しかし、位置検出部14において適位置センサ40が非検出状態となり、下限センサ41又は上限センサ42が検出状態にあるとき(下限センサ41又は上限センサ42の一方が裁断ラインLの通過信号を検出後に非検出状態となっている場合を含む)には、適位置センサ40の検出ポイントに対して裁断ラインLが下限センサ41側又は上限センサ42側に位置ズレしていることになる。そこで制御部16は、このような位置検出部14からの信号を受けたときに、適位置センサ40が裁断ラインLを検出状態になるまで、位置調整機構13の駆動モータ39を増速又は減速させて、各巻掛け駆動手段30により筒状生地Wを下降移動又は上昇移動させるように制御する。
【0052】
前記したような制御部16による位置調整機構13の制御は、ロータ用モータ20,21の作動中、位置検出部14の出力に基づいて常に行われる。そのため、裁断部12の回転刃25,26に対して筒状生地Wに表示された裁断ラインLが合致する(適正位置が裁断される)状況が確実に保持され、テープ幅の一定したテープ生地Tが切り出されることになる。
【0053】
このテープ生地製造装置1では、テープ幅を高精度に保持しつつテープ生地Tを切り出すことが可能である。実際に、テープ生地Tのテープ幅をプラスマイナス1mm以内の高精度に収められることが確認されており、これによってこのテープ生地Tを用いた衣類の品質を飛躍的に向上させることができる。また、このテープ生地製造装置1では、テープ幅の変更も簡単且つ迅速に行えるものとなっている。
【0054】
以上、テープ生地製造装置1の動作状況として、本発明に係るテープ生地の製造方法を詳説したところから明らかなように、この製造方法によって製造されたテープ生地Tは、テープ長手方向と生地に生じた編み目のコース方向とが平行するようになっている。その
ため、テープ生地Tをその長手方向へ引っ張ったときにコース方向に沿った直線的な伸縮が生じることになって、捻れが生じないという利点が得られるものである。これにより、このテープ生地Tを衣類(例えば、パンツのウエスト部)へ取り付けたときに、衣類の撚れ防止などが得られるものであり、衣類への取付状態において生じていた従来の諸問題を解消除去できるようになっている。
【0055】
本発明は、前記実施形態に限定されるものではなく、実施の形態に応じて適宜変更可能である。

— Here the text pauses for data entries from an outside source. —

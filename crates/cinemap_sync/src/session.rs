//! One peer's view of the sync protocol
//!
//! [`SyncSession`] sits between UI code and a [`Transport`]. Outgoing calls go
//! through the hook methods (`sync_camera`, `sync_landmark_select`, ...);
//! inbound messages are pulled with [`SyncSession::pump`] and, once every
//! guard has passed, handed to the matching `on_*` callback. Time-driven work
//! (the trailing camera update, aspect broadcasts and the aspect fallback)
//! happens in [`SyncSession::tick`].

use std::sync::atomic::{AtomicU64, Ordering};
use std::sync::Arc;

use cinemap_core::{CameraState, Clock};
use rustc_hash::FxHashMap;
use serde::de::DeserializeOwned;
use serde::Serialize;

use crate::channel::SyncChannel;
use crate::error::SyncError;
use crate::guards::{DropReason, RouteAnimationGate, SyncTimings, TemporalGuards};
use crate::hooks::aspect::AspectTracker;
use crate::protocol::{
    AspectRatio, FilterState, LandmarkSelection, Priority, RouteCreated, SyncEvent, SyncMessage,
    SyncRole,
};
use crate::throttle::TrailingThrottle;
use crate::transport::{ConnectionState, Transport};

/// What happened to an outgoing event
#[derive(Clone, Copy, Debug, PartialEq, Eq)]
pub enum SendStatus {
    Sent,
    /// Held by the camera throttle; goes out from a later [`SyncSession::tick`]
    Queued,
    /// Held back by a guard
    Suppressed(DropReason),
    /// Transport not connected
    Skipped,
    /// Encoding or transport failure, already logged
    Failed,
}

impl SendStatus {
    pub fn is_sent(&self) -> bool {
        matches!(self, SendStatus::Sent)
    }
}

/// Counters for overlays and the demo report
#[derive(Clone, Debug, Default)]
pub struct SyncStats {
    pub sent: u64,
    pub queued: u64,
    pub skipped: u64,
    pub received: u64,
    pub applied: u64,
    dropped: FxHashMap<DropReason, u64>,
    suppressed: FxHashMap<DropReason, u64>,
}

impl SyncStats {
    /// Inbound messages dropped for `reason`
    pub fn dropped(&self, reason: DropReason) -> u64 {
        self.dropped.get(&reason).copied().unwrap_or(0)
    }

    pub fn total_dropped(&self) -> u64 {
        self.dropped.values().sum()
    }

    /// Outgoing events held back for `reason`
    pub fn suppressed(&self, reason: DropReason) -> u64 {
        self.suppressed.get(&reason).copied().unwrap_or(0)
    }

    pub fn total_suppressed(&self) -> u64 {
        self.suppressed.values().sum()
    }
}

/// Session construction options
#[derive(Clone, Debug)]
pub struct SessionOptions {
    pub role: SyncRole,
    /// Generated when unset
    pub session_id: Option<String>,
    pub timings: SyncTimings,
    /// Viewport size in pixels, reported in aspect broadcasts
    pub viewport: (f64, f64),
}

impl SessionOptions {
    pub fn new(role: SyncRole) -> Self {
        Self {
            role,
            session_id: None,
            timings: SyncTimings::default(),
            viewport: (1920.0, 1080.0),
        }
    }

    pub fn receiver() -> Self {
        Self::new(SyncRole::Receiver)
    }

    pub fn controller() -> Self {
        Self::new(SyncRole::Controller)
    }

    pub fn with_session_id(mut self, id: impl Into<String>) -> Self {
        self.session_id = Some(id.into());
        self
    }

    pub fn with_timings(mut self, timings: SyncTimings) -> Self {
        self.timings = timings;
        self
    }

    pub fn with_viewport(mut self, width: f64, height: f64) -> Self {
        self.viewport = (width, height);
        self
    }
}

/// Inbound callbacks registered through the `on_*` methods
#[derive(Default)]
pub(crate) struct InboundHooks {
    pub(crate) camera: Option<Box<dyn FnMut(CameraState)>>,
    pub(crate) landmark_select: Option<Box<dyn FnMut(LandmarkSelection)>>,
    pub(crate) landmark_deselect: Option<Box<dyn FnMut()>>,
    pub(crate) route_create: Option<Box<dyn FnMut(RouteCreated)>>,
    pub(crate) route_clear: Option<Box<dyn FnMut()>>,
    pub(crate) filter: Option<Box<dyn FnMut(FilterState)>>,
    pub(crate) view_mode: Option<Box<dyn FnMut(String)>>,
    pub(crate) aspect: Option<Box<dyn FnMut(AspectRatio)>>,
}

fn generate_session_id(now: u64) -> String {
    static NEXT: AtomicU64 = AtomicU64::new(1);
    format!(
        "{:x}-{:x}-{:x}",
        std::process::id(),
        now,
        NEXT.fetch_add(1, Ordering::Relaxed)
    )
}

/// A peer in the receiver/controller topology
pub struct SyncSession<T> {
    pub(crate) channel: SyncChannel<T>,
    pub(crate) role: SyncRole,
    pub(crate) clock: Arc<dyn Clock>,
    pub(crate) guards: TemporalGuards,
    pub(crate) camera_throttle: TrailingThrottle<CameraState>,
    pub(crate) hooks: InboundHooks,
    pub(crate) aspect: AspectTracker,
    pub(crate) viewport: (f64, f64),
    pub(crate) local_camera: Option<CameraState>,
    pub(crate) camera_source: Option<Box<dyn Fn() -> CameraState>>,
    pub(crate) stats: SyncStats,
}

impl<T: Transport> SyncSession<T> {
    /// Mount a session. The initial block starts now.
    ///
    /// Sessions that share `gate` honour each other's landmark selections
    /// without a round trip through the transport.
    pub fn new(
        transport: T,
        options: SessionOptions,
        clock: Arc<dyn Clock>,
        gate: RouteAnimationGate,
    ) -> Self {
        let now = clock.now_ms();
        let session_id = options
            .session_id
            .unwrap_or_else(|| generate_session_id(now));
        tracing::debug!(session = %session_id, role = ?options.role, "sync session mounted");

        Self {
            channel: SyncChannel::new(transport, session_id),
            role: options.role,
            camera_throttle: TrailingThrottle::new(options.timings.camera_throttle_ms),
            guards: TemporalGuards::new(options.timings, now, gate),
            clock,
            hooks: InboundHooks::default(),
            aspect: AspectTracker::new(now),
            viewport: options.viewport,
            local_camera: None,
            camera_source: None,
            stats: SyncStats::default(),
        }
    }

    pub fn session_id(&self) -> &str {
        self.channel.session_id()
    }

    pub fn role(&self) -> SyncRole {
        self.role
    }

    pub fn stats(&self) -> &SyncStats {
        &self.stats
    }

    pub fn guards(&self) -> &TemporalGuards {
        &self.guards
    }

    pub fn connection_state(&self) -> ConnectionState {
        self.channel.connection_state()
    }

    pub fn transport(&self) -> &T {
        self.channel.transport()
    }

    /// Raw subscription to accepted inbound messages of `event`
    pub fn subscribe<F>(&mut self, event: SyncEvent, handler: F)
    where
        F: FnMut(&SyncMessage) + 'static,
    {
        self.channel.subscribe(event, handler);
    }

    pub(crate) fn now(&self) -> u64 {
        self.clock.now_ms()
    }

    /// Send a non-throttled event through the initial block and priority rules
    pub(crate) fn send_event<P: Serialize>(&mut self, event: SyncEvent, payload: &P) -> SendStatus {
        let now = self.now();
        let policy = event.policy();
        if policy.priority == Priority::High && self.camera_throttle.cancel().is_some() {
            tracing::trace!(%event, "discarded pending camera update");
        }
        if policy.guarded && self.guards.in_initial_block(now) {
            return self.suppress(event, DropReason::InitialBlock);
        }
        self.publish(event, payload, now)
    }

    pub(crate) fn publish<P: Serialize>(
        &mut self,
        event: SyncEvent,
        payload: &P,
        now: u64,
    ) -> SendStatus {
        match self.channel.publish(event, payload, now) {
            Ok(()) => {
                self.stats.sent += 1;
                tracing::trace!(%event, "sync message sent");
                SendStatus::Sent
            }
            Err(SyncError::Disconnected) => {
                self.stats.skipped += 1;
                tracing::debug!(%event, "transport not connected, send skipped");
                SendStatus::Skipped
            }
            Err(err) => {
                tracing::warn!(%event, %err, "sync send failed");
                SendStatus::Failed
            }
        }
    }

    pub(crate) fn suppress(&mut self, event: SyncEvent, reason: DropReason) -> SendStatus {
        *self.stats.suppressed.entry(reason).or_default() += 1;
        tracing::trace!(%event, ?reason, "outgoing sync suppressed");
        SendStatus::Suppressed(reason)
    }

    /// Drain the transport, applying every message the guards accept.
    ///
    /// Returns the number of frames read.
    pub fn pump(&mut self) -> usize {
        let mut frames = 0;
        while let Some(frame) = self.channel.recv() {
            frames += 1;
            self.stats.received += 1;
            match frame {
                Ok(message) => self.handle_message(&message),
                Err(err) => {
                    tracing::debug!(%err, "dropping undecodable frame");
                    self.record_drop(DropReason::Malformed);
                }
            }
        }
        frames
    }

    /// Run one inbound message through the guards and, if accepted, the hooks
    pub fn handle_message(&mut self, message: &SyncMessage) {
        let now = self.now();
        match self.accept(message, now) {
            Ok(()) => {
                self.stats.applied += 1;
                self.channel.dispatch(message);
            }
            Err(reason) => {
                if reason == DropReason::Echo {
                    tracing::trace!(event = %message.event, "ignoring own message");
                } else {
                    tracing::debug!(
                        event = %message.event,
                        from = %message.session_id,
                        ?reason,
                        "inbound sync message dropped"
                    );
                }
                self.record_drop(reason);
            }
        }
    }

    fn record_drop(&mut self, reason: DropReason) {
        *self.stats.dropped.entry(reason).or_default() += 1;
    }

    fn accept(&mut self, message: &SyncMessage, now: u64) -> Result<(), DropReason> {
        if message.session_id == self.channel.session_id() {
            return Err(DropReason::Echo);
        }
        let event = message.kind().ok_or(DropReason::UnknownEvent)?;
        let policy = event.policy();
        if policy.guarded && self.guards.in_initial_block(now) {
            return Err(DropReason::InitialBlock);
        }

        match event {
            SyncEvent::CameraUpdate => self.receive_camera(message, now)?,
            SyncEvent::LandmarkSelect => self.receive_landmark_select(message, now)?,
            SyncEvent::LandmarkDeselect => self.receive_landmark_deselect(),
            SyncEvent::RouteCreate => self.receive_route_create(message)?,
            SyncEvent::RouteClear => self.receive_route_clear(),
            SyncEvent::FilterChange => self.receive_filter(message)?,
            SyncEvent::ViewMode => self.receive_view_mode(message)?,
            SyncEvent::AspectRatio => self.receive_aspect(message)?,
            SyncEvent::PeerJoin => self.receive_peer_join(message)?,
        }

        if policy.guarded {
            self.guards.record_remote(now);
        }
        Ok(())
    }

    /// Time-driven work: flush the trailing camera update, broadcast the
    /// aspect ratio (receiver) or fall back to 16:9 (controller).
    pub fn tick(&mut self) {
        let now = self.now();
        self.flush_camera(now);
        self.tick_aspect(now);
    }
}

/// Parse a payload, mapping failure to [`DropReason::Malformed`]
pub(crate) fn payload<P: DeserializeOwned>(message: &SyncMessage) -> Result<P, DropReason> {
    message.parse_payload().map_err(|err| {
        tracing::debug!(event = %message.event, %err, "malformed sync payload");
        DropReason::Malformed
    })
}

#[cfg(test)]
mod tests {
    use super::*;
    use crate::transport::LocalBus;
    use cinemap_core::ManualClock;

    #[test]
    fn test_generated_ids_are_unique() {
        let a = generate_session_id(5);
        let b = generate_session_id(5);
        assert_ne!(a, b);
    }

    #[test]
    fn test_unknown_event_is_dropped() {
        let bus = LocalBus::new();
        let clock = ManualClock::new(100_000);
        let mut session = SyncSession::new(
            bus.connect(),
            SessionOptions::controller().with_session_id("c"),
            Arc::new(clock),
            RouteAnimationGate::new(),
        );
        let message = SyncMessage {
            event: "camera:teleport".into(),
            payload: serde_json::Value::Null,
            session_id: "other".into(),
            timestamp: 0,
        };
        session.handle_message(&message);
        assert_eq!(session.stats().dropped(DropReason::UnknownEvent), 1);
        assert_eq!(session.stats().applied, 0);
    }
}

例えば、筒状生地Wに対し、裁断ラインLや位置合わせマークを表示させることは限定されるものではなく、これらを簡易化したり又は省略したりすることもできる。殊に位置合わせマークに関しては、別の記号やカラーマークなどとして、1組みだけ設けるようなことが可能である。
【0056】
テープ生地製造装置1として、制御部16による筒状生地Wの位置制御が行われる構成は必ずしも限定されるものではなく、また必須不可欠とされるものでもない。